WHAT TO DO: In the entries below, find the line with "value.encode_utf16().count()" and the line with "FieldKind::Phone if !value.is_empty()". Reproduce those two lines and every line between them exactly, and nothing more.

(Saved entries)
◇ ◇ ◇ ◇ ◇
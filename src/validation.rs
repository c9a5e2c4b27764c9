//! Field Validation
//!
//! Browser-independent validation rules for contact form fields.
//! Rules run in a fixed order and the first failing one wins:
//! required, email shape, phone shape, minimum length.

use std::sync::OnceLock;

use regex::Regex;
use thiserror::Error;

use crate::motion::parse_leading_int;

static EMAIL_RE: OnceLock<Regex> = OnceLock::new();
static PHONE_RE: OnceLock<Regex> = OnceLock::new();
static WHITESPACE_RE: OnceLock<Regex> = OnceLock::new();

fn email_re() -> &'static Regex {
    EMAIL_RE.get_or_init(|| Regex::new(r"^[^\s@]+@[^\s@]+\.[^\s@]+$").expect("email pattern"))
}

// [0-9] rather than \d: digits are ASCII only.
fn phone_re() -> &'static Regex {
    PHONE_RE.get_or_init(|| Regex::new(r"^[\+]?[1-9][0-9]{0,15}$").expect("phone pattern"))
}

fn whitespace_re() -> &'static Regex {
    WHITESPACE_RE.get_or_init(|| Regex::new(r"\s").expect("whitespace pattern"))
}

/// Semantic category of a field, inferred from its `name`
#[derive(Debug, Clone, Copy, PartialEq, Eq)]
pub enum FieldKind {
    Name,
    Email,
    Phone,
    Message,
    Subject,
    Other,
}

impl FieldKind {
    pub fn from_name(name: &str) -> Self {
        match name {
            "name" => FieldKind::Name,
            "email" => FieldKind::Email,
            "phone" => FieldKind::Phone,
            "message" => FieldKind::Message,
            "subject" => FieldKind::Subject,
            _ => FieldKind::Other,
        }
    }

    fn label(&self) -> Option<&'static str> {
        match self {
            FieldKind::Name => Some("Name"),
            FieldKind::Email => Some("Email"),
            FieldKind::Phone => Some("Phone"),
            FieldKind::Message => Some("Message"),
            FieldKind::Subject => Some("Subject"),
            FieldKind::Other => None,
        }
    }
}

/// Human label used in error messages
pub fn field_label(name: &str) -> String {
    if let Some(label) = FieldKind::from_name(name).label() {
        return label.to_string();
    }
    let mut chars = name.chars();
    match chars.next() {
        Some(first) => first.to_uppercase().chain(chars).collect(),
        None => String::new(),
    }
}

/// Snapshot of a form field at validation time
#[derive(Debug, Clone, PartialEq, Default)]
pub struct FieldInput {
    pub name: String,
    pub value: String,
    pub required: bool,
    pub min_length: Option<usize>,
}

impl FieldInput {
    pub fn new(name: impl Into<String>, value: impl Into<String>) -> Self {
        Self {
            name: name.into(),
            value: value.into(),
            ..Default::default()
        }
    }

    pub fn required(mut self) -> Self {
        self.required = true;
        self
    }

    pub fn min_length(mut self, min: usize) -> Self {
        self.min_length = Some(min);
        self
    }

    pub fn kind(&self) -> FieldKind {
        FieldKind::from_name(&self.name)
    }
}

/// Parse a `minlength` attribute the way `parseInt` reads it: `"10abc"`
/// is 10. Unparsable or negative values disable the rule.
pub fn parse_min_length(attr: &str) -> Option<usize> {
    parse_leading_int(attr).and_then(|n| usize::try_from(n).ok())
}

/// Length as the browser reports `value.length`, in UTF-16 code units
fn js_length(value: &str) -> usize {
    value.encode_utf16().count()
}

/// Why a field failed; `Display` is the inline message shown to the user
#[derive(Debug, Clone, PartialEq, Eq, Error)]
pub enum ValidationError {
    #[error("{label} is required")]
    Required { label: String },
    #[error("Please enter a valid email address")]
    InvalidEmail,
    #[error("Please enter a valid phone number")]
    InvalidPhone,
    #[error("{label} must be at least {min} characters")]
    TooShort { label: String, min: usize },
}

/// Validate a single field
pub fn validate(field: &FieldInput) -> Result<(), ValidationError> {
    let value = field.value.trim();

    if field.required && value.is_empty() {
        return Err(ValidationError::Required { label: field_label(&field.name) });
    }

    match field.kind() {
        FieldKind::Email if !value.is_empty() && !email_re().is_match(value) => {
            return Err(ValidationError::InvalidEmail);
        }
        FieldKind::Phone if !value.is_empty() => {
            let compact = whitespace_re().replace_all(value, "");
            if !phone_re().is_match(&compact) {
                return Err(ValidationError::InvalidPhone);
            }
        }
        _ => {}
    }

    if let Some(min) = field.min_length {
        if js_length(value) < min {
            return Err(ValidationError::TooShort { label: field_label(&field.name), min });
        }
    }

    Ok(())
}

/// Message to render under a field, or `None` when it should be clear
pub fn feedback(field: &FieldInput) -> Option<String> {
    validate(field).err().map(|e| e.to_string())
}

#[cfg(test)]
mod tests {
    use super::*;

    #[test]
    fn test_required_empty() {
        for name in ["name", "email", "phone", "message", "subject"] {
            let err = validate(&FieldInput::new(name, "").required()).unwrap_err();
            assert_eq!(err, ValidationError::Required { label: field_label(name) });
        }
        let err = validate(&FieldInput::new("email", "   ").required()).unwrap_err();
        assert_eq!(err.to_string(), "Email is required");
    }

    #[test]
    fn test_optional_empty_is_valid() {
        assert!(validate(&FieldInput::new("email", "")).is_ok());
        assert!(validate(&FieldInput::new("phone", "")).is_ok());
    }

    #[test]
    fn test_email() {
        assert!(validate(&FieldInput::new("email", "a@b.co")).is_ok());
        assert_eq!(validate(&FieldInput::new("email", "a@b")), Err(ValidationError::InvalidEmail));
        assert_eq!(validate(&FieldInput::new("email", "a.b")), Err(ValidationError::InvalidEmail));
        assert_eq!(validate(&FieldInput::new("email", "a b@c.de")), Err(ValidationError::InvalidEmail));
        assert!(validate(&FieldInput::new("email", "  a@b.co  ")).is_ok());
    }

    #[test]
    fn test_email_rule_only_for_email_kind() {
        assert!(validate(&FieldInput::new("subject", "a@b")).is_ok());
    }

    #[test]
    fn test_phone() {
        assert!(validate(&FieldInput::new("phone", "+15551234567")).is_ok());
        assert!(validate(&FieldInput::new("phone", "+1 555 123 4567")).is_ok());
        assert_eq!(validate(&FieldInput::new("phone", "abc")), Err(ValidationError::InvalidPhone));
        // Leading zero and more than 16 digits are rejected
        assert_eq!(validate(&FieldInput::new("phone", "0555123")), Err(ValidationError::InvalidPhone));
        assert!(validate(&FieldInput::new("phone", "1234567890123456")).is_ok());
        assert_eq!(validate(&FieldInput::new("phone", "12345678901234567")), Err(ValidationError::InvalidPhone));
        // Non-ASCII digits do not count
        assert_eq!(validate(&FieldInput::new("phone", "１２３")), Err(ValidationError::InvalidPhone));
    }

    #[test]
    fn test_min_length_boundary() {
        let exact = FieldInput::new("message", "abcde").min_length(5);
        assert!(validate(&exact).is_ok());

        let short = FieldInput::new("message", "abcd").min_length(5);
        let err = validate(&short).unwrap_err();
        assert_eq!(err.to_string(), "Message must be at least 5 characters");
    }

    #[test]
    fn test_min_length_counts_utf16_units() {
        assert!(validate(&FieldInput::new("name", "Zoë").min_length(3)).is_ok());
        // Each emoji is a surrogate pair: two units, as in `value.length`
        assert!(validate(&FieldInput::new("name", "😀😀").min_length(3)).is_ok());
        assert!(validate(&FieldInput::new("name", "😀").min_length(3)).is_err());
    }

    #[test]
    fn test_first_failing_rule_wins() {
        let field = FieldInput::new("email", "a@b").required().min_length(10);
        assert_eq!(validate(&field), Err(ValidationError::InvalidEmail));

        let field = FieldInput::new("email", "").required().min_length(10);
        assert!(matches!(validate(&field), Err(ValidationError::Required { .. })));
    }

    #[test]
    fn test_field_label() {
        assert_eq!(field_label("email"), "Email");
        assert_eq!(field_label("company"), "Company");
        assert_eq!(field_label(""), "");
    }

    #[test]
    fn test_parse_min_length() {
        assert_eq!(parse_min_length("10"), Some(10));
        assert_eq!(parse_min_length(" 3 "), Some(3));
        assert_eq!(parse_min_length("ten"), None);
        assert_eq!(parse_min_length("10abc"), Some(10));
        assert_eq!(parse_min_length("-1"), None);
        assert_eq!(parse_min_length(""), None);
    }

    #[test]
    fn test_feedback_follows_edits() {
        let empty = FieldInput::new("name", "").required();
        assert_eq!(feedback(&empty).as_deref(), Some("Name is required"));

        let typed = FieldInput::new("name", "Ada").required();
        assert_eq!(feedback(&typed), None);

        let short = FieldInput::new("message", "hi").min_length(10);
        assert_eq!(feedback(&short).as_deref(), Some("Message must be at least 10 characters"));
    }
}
◇ ◇ ◇ ◇ ◇
RESPONSE BOX:
    value.encode_utf16().count()
}

/// Why a field failed; `Display` is the inline message shown to the user
#[derive(Debug, Clone, PartialEq, Eq, Error)]
pub enum ValidationError {
    #[error("{label} is required")]
    Required { label: String },
    #[error("Please enter a valid email address")]
    InvalidEmail,
    #[error("Please enter a valid phone number")]
    InvalidPhone,
    #[error("{label} must be at least {min} characters")]
    TooShort { label: String, min: usize },
}

/// Validate a single field
pub fn validate(field: &FieldInput) -> Result<(), ValidationError> {
    let value = field.value.trim();

    if field.required && value.is_empty() {
        return Err(ValidationError::Required { label: field_label(&field.name) });
    }

    match field.kind() {
        FieldKind::Email if !value.is_empty() && !email_re().is_match(value) => {
            return Err(ValidationError::InvalidEmail);
        }
        FieldKind::Phone if !value.is_empty() => {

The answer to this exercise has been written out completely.